この実験を行うようになってから,生徒が「酸化還元反応を電子の授受でとらえる」ということをより意識するようになったと感じている。
生徒には,この授業・実験を通じて次の点に気付かせたいと考えている。
次の実験は,静岡県理科教育向上研究会の中で話題となった「ダニエル電池の素焼き板を取り除くと電池として機能するか」の検証実験である。
ダニエル電池の素焼き板を取り除くと,「硫酸亜鉛水溶液と硫酸銅(Ⅱ)水溶液が混合し,銅イオンが亜鉛板の表面で直接電子を受け取ってしまい,外部回路を経由して銅板へ電子が移動しないので電池としては機能しない」,と考えるのが一般的であろうが,実際はそれと異なる実験結果であった。

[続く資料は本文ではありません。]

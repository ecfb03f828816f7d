//! Module `i2c` contains the I2C transaction flags and address rules.

use crate::Error;

bitflags::bitflags! {
    /// Modifiers for a single I2C master transaction.
    #[derive(Debug, Clone, Copy, PartialEq, Eq, Hash)]
    pub struct I2cFlags: u8 {
        /// The slave address is a 10-bit address.
        const TEN_BIT_ADDR = 0x01;
        /// Use the combined format for a 10-bit read.
        const COMBINED_FMT = 0x02;
        /// Leave the bus held after the transaction so the next one starts
        /// with a repeated start condition.
        const NO_STOP = 0x04;
        /// The first byte read is the count of bytes that follow.
        const SIZED_READ = 0x10;
        /// Like `SIZED_READ`, with one extra trailing byte (e.g. a PEC).
        const SIZED_READ_EXTRA1 = 0x20;
    }
}

/// `I2cStatus` is how an I2C transaction ended on the bus, as reported by
/// the extended transfer calls.
#[derive(Debug, Clone, Copy, PartialEq, Eq, Hash)]
#[repr(u8)]
pub enum I2cStatus {
    Ok = 0,
    /// Illegal start or stop condition seen on the bus.
    BusError = 1,
    /// The adapter was addressed as a slave in the middle of a transaction.
    SlaAck = 2,
    /// Nobody acknowledged the slave address.
    SlaNack = 3,
    /// The slave refused a data byte.
    DataNack = 4,
    /// Another master won arbitration.
    ArbLost = 5,
    /// The bus stayed busy beyond the bus timeout.
    BusLocked = 6,
    /// An external master acknowledged the last byte the adapter sent as a
    /// slave, so it wanted more.
    LastDataAck = 7,
}

impl I2cStatus {
    /// `from_raw` interprets a non-negative status from the driver. Values
    /// this crate does not know are reported as `BusError`.
    pub fn from_raw(raw: u32) -> I2cStatus {
        match raw {
            0 => I2cStatus::Ok,
            2 => I2cStatus::SlaAck,
            3 => I2cStatus::SlaNack,
            4 => I2cStatus::DataNack,
            5 => I2cStatus::ArbLost,
            6 => I2cStatus::BusLocked,
            7 => I2cStatus::LastDataAck,
            _ => I2cStatus::BusError,
        }
    }

    pub fn is_ok(self) -> bool {
        self == I2cStatus::Ok
    }
}

/// `MAX_7BIT_ADDR` is the highest 7-bit slave address.
pub const MAX_7BIT_ADDR: u16 = 0x7f;

/// `MAX_10BIT_ADDR` is the highest 10-bit slave address.
pub const MAX_10BIT_ADDR: u16 = 0x3ff;

/// `check_address` rejects a slave address too wide for the addressing
/// mode selected by `flags`.
pub fn check_address(addr: u16, flags: I2cFlags) -> Result<(), Error> {
    let max = if flags.contains(I2cFlags::TEN_BIT_ADDR) {
        MAX_10BIT_ADDR
    } else {
        MAX_7BIT_ADDR
    };
    if addr > max {
        return Err(Error::Request("slave address out of range"));
    }
    Ok(())
}

#[cfg(test)]
mod tests {
    use super::*;

    #[test]
    fn address_width() {
        assert!(check_address(0x50, I2cFlags::empty()).is_ok());
        assert!(check_address(0x80, I2cFlags::empty()).is_err());
        assert!(check_address(0x2a5, I2cFlags::TEN_BIT_ADDR).is_ok());
        assert!(check_address(0x400, I2cFlags::TEN_BIT_ADDR).is_err());
    }

    #[test]
    fn flag_values_match_driver() {
        assert_eq!(I2cFlags::TEN_BIT_ADDR.bits(), 0x01);
        assert_eq!(I2cFlags::COMBINED_FMT.bits(), 0x02);
        assert_eq!(I2cFlags::NO_STOP.bits(), 0x04);
        assert_eq!(I2cFlags::SIZED_READ.bits(), 0x10);
        assert_eq!(I2cFlags::SIZED_READ_EXTRA1.bits(), 0x20);
    }

    #[test]
    fn status_values_match_driver() {
        for raw in 0..8u32 {
            assert_eq!(I2cStatus::from_raw(raw) as u32, raw);
        }
        assert_eq!(I2cStatus::from_raw(3), I2cStatus::SlaNack);
        assert_eq!(I2cStatus::from_raw(42), I2cStatus::BusError);
        assert!(I2cStatus::Ok.is_ok());
        assert!(!I2cStatus::DataNack.is_ok());
    }
}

素焼き板のように,還元剤から酸化剤へ直接電子が移動することを妨げる構造は,電池における絶対条件ではなく,あくまで酸化剤と還元剤の間の電子の授受を,効率よく外部回路経由にする役目ということであろうか。
素焼き板を使用せずにダニエル電池を組み立て,プロペラモーターが回るかを確認した。硫酸亜鉛水溶液は0.1mol/L,硫酸銅(Ⅱ)水溶液は1.0mol/Lの濃度のものを使用した。プロペラモーターは太陽電池専用モーター(使用電圧0.4V,回転数260rpm)のものを使用した。
今回の実験でもおよそ1日は電池として機能している。別の実験では2日以上放電していた結果もあり,「ダニエル電池の素焼き板を取り除くと電池として機能するか」という問いに対しては,「電池としては機能しない」とは言い難い。